(EXERCISE MATERIAL)
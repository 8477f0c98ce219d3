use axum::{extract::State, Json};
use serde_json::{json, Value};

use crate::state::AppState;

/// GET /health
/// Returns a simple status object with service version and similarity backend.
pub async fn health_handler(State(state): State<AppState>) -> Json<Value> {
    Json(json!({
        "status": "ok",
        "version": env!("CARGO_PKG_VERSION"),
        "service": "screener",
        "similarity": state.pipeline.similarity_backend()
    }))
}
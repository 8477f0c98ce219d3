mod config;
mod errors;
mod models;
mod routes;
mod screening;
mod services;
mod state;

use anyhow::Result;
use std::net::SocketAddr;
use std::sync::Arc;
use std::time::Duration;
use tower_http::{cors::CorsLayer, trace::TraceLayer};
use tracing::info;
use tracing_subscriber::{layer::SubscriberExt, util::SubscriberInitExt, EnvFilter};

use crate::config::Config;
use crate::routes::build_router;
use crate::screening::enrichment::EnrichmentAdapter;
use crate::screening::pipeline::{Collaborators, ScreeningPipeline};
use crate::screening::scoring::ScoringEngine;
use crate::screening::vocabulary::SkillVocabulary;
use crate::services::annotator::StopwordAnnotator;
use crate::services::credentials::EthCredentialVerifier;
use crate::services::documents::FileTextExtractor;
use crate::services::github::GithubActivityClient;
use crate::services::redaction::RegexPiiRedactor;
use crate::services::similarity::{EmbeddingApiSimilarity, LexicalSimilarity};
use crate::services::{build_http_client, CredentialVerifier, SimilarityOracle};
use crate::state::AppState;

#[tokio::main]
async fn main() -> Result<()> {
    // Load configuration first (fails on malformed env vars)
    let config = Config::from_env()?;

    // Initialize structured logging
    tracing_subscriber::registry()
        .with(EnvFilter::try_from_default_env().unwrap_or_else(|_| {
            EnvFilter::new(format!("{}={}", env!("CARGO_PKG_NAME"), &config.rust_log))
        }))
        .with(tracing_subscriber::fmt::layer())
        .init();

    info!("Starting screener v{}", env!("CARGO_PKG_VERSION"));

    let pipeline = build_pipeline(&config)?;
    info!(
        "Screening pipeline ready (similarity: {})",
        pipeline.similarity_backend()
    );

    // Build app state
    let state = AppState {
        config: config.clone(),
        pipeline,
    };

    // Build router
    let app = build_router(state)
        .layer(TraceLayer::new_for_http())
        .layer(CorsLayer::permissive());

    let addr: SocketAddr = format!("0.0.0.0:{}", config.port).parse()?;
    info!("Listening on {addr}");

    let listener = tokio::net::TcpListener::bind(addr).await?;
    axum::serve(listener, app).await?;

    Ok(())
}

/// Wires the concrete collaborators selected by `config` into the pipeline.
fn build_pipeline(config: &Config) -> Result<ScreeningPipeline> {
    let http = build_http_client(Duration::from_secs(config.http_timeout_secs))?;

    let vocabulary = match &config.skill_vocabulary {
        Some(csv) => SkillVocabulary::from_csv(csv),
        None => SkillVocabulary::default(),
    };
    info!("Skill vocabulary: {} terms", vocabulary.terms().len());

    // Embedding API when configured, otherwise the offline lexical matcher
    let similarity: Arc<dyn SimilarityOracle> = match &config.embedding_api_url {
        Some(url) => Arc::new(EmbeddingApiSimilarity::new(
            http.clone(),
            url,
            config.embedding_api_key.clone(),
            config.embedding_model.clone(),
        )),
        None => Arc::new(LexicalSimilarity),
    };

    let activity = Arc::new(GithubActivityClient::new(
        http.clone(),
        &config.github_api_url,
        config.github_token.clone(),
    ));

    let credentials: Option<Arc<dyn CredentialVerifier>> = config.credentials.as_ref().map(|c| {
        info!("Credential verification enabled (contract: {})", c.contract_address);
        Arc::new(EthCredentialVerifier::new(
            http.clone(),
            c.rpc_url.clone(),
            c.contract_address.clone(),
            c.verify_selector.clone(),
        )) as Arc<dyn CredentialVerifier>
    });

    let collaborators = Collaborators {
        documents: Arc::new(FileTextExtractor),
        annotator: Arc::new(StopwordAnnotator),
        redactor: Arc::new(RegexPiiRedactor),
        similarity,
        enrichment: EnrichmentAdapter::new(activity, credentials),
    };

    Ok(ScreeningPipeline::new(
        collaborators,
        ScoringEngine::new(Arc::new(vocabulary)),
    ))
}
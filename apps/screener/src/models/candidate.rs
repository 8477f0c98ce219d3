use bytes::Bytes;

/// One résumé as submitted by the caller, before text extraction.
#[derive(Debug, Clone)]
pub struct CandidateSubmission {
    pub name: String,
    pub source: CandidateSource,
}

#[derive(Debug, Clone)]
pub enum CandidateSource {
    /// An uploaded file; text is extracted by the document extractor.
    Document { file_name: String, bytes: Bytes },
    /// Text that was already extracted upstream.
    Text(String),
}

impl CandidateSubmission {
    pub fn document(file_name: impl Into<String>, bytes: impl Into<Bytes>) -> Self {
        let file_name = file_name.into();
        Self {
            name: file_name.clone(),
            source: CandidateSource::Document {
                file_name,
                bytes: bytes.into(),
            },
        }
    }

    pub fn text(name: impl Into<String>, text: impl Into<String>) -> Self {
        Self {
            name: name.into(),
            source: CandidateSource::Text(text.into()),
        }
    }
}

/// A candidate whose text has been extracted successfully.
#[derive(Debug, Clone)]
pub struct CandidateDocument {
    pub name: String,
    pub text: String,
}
(End EXERCISE MATERIAL)
From the data above, copy each line that holds "bytes".

** RESULT BELOW **
use bytes::Bytes;
    Document { file_name: String, bytes: Bytes },
    pub fn document(file_name: impl Into<String>, bytes: impl Into<Bytes>) -> Self {
                bytes: bytes.into(),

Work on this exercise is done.